Project Ruth was really the inspiration of three men, T. Thomas an American Missionary, Oti Bunaciu a Romanian Baptist Minister and Rev. Peter Williams a Free Church Minister, whose church is in Wollaston, Stourbridge. Many more people became involved in the Project but, most people will agree, these were the three key players.
Oti's Church is in Farentari, a poor suburb of Bucharest in Romania. Most of the people living there are Roma People, put there by the old Communist Regime. In 1992 T. Thomas challenged Oti to provide an education for the Roma children in the area, and so the Project began.
Initially as a Sunday School programme but soon evolving into a day centre where literacy classes were arranged after it was realised that most of the children could neither read nor write and had never been to school before.

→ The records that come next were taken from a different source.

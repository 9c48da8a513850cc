//! Public API types

use axum::response::{IntoResponse, Response};
use http::StatusCode;
use serde::Serialize;

// Errors

/// Failure of the handler plumbing itself. Domain outcomes (validation
/// problems, backend-reported errors, authorization-required) are modeled
/// as response payloads by each route, not as this error.
pub struct ApiError(anyhow::Error);

/// Convert `ApiError` into an Axum compatible response.
impl IntoResponse for ApiError {
    fn into_response(self) -> Response {
        // Always log the error
        tracing::error!("{}", self.0);

        // Respond with an error status
        (
            StatusCode::INTERNAL_SERVER_ERROR,
            format!("Something went wrong: {}", self.0),
        )
            .into_response()
    }
}

/// Enables using `?` on functions that return `Result<_,
/// anyhow::Error>` to turn them into `Result<_, ApiError>`
impl<E> From<E> for ApiError
where
    E: Into<anyhow::Error>,
{
    fn from(err: E) -> Self {
        Self(err.into())
    }
}

/// The `{message}` error body the calendar routes respond with.
#[derive(Serialize)]
pub struct MessageResponse {
    pub message: String,
}

/// The `{error}` error body the AI-backed routes respond with.
#[derive(Serialize)]
pub struct ErrorResponse {
    pub error: String,
}

// Re-export public types from each route

pub mod calendar {
    pub use crate::api::routes::calendar::public::*;
}

pub mod chat {
    pub use crate::api::routes::chat::public::*;
}

pub mod flashcards {
    pub use crate::api::routes::flashcards::public::*;
}

pub mod schedule {
    pub use crate::api::routes::schedule::public::*;
}

pub mod teachback {
    pub use crate::api::routes::teachback::public::*;
}
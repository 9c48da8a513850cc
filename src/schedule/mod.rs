//! The daily scheduling view model: the hourly time grid, reconciliation
//! of locally created events against backend-reported free slots, and the
//! state machine that owns the result.

pub mod grid;
pub mod planner;
pub mod reconcile;

pub use grid::{TimeSlot, TimeWindow, hour_slots};
pub use planner::{QueryToken, SchedulePlanner};
pub use reconcile::{SlotStatus, booking_prefill, classify_slot};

Since many of these children were already approaching their early teens they had no chance whatsoever of enrolling in a regular school programme. The education system simply didn't recognise that an illiteracy problem existed. Anybody who failed to make it to school at the starting age of 7 years old, or within the following 2 years, had nowhere to go. There were no adult literacy classes and no educational recovery programs.
After a few years the literacy class was registered as a primary school and called the Ruth School.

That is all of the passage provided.